* **Task directions**
The answer must consist of each line below that contains the string "match".
Start of Supplied data
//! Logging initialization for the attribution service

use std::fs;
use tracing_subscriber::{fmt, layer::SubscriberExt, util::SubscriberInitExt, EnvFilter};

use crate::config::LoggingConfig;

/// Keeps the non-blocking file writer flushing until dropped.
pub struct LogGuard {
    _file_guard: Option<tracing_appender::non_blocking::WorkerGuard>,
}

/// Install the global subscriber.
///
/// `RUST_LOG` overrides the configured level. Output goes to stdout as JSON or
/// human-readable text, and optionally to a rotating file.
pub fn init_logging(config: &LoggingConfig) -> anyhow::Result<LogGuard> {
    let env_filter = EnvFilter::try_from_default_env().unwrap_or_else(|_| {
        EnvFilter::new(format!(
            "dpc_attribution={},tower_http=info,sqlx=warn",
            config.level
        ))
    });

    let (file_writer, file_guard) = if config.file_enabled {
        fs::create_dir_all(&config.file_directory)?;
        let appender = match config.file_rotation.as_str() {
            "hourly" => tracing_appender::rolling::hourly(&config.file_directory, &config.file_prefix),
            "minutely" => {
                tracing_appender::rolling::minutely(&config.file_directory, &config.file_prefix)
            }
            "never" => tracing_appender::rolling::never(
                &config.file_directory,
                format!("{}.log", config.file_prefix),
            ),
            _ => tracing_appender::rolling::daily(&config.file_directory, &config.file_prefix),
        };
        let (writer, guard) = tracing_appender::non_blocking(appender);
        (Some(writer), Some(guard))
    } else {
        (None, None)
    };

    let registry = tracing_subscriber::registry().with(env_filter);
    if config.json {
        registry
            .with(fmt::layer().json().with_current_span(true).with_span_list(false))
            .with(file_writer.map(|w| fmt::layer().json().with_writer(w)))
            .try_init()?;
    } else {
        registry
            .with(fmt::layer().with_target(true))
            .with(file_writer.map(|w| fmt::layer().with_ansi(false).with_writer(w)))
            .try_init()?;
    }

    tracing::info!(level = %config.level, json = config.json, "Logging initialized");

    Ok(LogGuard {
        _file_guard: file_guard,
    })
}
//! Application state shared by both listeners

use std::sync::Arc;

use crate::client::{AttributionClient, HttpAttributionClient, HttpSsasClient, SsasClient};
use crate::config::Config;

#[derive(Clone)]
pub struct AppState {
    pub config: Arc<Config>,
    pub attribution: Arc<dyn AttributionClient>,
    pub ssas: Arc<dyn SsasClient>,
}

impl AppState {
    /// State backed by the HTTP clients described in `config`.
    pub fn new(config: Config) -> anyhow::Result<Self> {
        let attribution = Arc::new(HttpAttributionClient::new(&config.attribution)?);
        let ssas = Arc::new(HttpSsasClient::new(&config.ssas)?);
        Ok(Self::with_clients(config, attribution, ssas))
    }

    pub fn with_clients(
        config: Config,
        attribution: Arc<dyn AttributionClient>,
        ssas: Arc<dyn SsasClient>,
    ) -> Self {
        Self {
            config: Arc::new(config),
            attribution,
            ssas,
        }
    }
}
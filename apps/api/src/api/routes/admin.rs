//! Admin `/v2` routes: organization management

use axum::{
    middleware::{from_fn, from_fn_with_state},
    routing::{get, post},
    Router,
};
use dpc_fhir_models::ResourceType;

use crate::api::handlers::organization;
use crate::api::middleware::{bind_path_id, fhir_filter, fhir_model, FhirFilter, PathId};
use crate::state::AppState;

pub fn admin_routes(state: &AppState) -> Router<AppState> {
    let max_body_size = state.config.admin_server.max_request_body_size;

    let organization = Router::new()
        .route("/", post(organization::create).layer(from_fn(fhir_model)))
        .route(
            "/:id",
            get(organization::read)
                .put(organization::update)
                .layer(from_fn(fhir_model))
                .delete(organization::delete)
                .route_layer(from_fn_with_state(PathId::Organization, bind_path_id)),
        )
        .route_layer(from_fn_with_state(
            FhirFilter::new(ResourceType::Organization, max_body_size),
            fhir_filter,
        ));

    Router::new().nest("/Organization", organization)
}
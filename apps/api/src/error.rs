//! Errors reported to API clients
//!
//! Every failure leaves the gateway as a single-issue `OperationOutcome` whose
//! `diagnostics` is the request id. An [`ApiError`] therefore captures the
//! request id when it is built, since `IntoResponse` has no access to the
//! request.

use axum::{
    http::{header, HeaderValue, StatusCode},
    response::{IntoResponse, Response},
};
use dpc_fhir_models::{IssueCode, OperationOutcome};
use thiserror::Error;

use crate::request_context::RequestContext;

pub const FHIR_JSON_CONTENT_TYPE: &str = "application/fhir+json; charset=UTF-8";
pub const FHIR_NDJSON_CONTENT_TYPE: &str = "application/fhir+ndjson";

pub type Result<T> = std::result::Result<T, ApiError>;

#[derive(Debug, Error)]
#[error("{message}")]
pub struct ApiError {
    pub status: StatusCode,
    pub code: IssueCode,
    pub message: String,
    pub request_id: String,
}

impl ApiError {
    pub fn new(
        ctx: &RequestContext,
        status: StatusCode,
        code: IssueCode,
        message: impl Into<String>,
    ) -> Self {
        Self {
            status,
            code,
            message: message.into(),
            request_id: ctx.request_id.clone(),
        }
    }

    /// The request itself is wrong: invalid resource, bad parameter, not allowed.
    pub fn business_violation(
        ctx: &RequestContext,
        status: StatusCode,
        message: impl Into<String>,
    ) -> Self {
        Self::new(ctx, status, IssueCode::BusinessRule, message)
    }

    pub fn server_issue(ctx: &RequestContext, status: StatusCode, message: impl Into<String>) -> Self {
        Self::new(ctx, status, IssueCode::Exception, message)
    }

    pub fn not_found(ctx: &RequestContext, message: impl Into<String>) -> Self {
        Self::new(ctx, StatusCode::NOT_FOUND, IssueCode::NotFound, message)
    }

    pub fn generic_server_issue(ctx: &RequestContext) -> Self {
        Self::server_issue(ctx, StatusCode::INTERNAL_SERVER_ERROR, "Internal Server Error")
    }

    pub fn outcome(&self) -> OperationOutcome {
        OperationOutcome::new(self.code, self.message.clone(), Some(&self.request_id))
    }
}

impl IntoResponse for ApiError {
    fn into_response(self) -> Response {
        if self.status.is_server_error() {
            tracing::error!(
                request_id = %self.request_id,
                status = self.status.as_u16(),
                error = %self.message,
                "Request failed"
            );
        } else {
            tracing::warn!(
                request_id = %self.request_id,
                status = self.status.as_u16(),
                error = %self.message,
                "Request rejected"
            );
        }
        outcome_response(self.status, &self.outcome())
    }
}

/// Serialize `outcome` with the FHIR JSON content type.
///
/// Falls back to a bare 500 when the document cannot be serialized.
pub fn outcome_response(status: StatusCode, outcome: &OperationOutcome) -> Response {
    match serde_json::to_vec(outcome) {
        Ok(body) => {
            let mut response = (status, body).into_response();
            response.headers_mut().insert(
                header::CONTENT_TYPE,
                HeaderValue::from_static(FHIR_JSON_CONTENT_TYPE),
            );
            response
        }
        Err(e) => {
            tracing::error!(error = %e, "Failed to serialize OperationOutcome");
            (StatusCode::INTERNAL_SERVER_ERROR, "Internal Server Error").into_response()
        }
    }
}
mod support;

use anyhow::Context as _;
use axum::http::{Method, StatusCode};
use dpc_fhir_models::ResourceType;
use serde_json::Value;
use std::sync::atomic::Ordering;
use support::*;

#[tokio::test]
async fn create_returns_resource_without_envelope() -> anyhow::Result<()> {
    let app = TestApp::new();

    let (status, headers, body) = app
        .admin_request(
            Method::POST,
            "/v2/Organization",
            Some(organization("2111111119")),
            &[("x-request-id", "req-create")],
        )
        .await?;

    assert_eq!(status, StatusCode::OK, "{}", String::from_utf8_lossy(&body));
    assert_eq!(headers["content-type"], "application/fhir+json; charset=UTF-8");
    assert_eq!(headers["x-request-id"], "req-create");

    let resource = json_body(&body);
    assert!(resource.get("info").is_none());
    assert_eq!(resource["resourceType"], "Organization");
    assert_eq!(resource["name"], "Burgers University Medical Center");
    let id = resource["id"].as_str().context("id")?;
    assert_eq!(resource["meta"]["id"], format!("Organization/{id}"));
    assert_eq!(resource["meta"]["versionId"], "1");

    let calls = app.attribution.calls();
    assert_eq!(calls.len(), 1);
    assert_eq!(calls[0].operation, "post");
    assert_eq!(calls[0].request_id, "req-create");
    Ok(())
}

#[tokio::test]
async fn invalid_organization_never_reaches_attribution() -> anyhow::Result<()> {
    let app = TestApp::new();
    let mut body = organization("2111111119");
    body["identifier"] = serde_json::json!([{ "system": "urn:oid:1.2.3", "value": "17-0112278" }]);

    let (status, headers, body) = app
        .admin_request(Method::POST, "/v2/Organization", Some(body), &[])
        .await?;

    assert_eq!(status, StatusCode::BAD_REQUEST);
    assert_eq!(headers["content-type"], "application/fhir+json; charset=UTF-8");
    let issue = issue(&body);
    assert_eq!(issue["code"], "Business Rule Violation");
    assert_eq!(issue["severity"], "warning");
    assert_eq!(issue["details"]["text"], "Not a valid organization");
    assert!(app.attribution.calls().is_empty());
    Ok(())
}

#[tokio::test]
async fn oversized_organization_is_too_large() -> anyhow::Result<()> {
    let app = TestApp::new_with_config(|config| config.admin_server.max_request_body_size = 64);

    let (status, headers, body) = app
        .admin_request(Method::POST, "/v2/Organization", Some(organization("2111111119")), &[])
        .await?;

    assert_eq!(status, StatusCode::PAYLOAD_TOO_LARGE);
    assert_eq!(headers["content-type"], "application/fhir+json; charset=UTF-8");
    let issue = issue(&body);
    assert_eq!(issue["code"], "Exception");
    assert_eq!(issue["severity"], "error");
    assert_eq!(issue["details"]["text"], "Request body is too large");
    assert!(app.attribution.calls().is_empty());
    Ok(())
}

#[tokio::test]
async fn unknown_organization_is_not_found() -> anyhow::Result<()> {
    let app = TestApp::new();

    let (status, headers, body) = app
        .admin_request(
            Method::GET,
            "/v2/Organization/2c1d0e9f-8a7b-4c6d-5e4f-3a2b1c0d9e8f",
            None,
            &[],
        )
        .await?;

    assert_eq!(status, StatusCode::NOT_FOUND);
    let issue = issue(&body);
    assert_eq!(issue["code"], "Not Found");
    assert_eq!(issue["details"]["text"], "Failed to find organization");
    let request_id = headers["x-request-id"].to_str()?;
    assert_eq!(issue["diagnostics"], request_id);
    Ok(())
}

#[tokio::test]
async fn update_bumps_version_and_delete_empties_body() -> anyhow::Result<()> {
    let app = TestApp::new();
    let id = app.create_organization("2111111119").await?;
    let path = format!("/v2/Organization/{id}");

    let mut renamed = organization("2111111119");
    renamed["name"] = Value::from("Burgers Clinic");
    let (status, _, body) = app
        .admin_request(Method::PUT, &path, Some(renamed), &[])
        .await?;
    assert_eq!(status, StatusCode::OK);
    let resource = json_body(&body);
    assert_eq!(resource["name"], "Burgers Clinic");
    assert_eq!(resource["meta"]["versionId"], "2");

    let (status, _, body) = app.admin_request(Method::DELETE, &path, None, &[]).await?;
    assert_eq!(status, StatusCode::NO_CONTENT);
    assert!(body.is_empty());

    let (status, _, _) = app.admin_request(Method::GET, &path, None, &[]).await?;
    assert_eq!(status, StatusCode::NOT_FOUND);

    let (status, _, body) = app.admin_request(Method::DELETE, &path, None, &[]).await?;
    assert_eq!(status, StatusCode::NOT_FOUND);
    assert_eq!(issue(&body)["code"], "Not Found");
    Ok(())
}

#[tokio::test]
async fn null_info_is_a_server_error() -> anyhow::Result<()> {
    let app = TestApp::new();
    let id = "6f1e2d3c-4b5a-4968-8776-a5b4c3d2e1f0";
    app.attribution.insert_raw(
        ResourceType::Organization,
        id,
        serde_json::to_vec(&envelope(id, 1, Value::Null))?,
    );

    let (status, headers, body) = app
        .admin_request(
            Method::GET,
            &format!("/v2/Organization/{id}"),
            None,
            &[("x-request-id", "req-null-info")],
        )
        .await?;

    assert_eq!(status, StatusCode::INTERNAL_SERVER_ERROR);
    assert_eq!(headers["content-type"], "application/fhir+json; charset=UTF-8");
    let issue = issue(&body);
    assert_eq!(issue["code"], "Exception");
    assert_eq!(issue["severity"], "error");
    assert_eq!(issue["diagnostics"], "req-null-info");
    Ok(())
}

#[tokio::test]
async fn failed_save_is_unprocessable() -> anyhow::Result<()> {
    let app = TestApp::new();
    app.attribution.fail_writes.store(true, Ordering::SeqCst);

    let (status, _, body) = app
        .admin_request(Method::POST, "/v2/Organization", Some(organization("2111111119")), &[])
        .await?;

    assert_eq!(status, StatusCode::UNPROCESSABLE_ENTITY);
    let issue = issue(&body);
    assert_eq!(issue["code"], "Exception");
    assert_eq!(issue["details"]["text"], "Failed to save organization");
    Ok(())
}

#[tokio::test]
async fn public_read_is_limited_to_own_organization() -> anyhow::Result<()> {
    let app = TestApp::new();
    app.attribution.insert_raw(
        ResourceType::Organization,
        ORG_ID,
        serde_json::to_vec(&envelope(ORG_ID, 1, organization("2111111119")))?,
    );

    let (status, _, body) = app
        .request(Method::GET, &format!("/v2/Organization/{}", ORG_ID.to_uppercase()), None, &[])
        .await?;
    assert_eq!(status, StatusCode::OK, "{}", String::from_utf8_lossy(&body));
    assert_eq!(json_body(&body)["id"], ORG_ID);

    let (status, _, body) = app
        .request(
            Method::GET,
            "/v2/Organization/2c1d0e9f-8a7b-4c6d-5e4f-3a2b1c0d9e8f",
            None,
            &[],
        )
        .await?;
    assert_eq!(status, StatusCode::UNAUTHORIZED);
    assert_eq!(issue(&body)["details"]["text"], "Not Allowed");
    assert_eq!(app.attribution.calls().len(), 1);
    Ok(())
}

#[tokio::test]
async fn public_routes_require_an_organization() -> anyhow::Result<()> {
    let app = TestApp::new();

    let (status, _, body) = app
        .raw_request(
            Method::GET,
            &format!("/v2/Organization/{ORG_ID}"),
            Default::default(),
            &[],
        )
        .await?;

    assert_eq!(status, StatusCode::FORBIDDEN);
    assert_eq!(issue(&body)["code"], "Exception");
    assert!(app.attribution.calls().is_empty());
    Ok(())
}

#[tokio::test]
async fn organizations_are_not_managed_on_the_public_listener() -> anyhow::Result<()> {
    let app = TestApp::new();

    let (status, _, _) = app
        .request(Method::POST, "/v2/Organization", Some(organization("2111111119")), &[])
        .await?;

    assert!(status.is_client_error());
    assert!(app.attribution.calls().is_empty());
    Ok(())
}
End of Supplied data
* **Task answer**
        let appender = match config.file_rotation.as_str() {
    match serde_json::to_vec(outcome) {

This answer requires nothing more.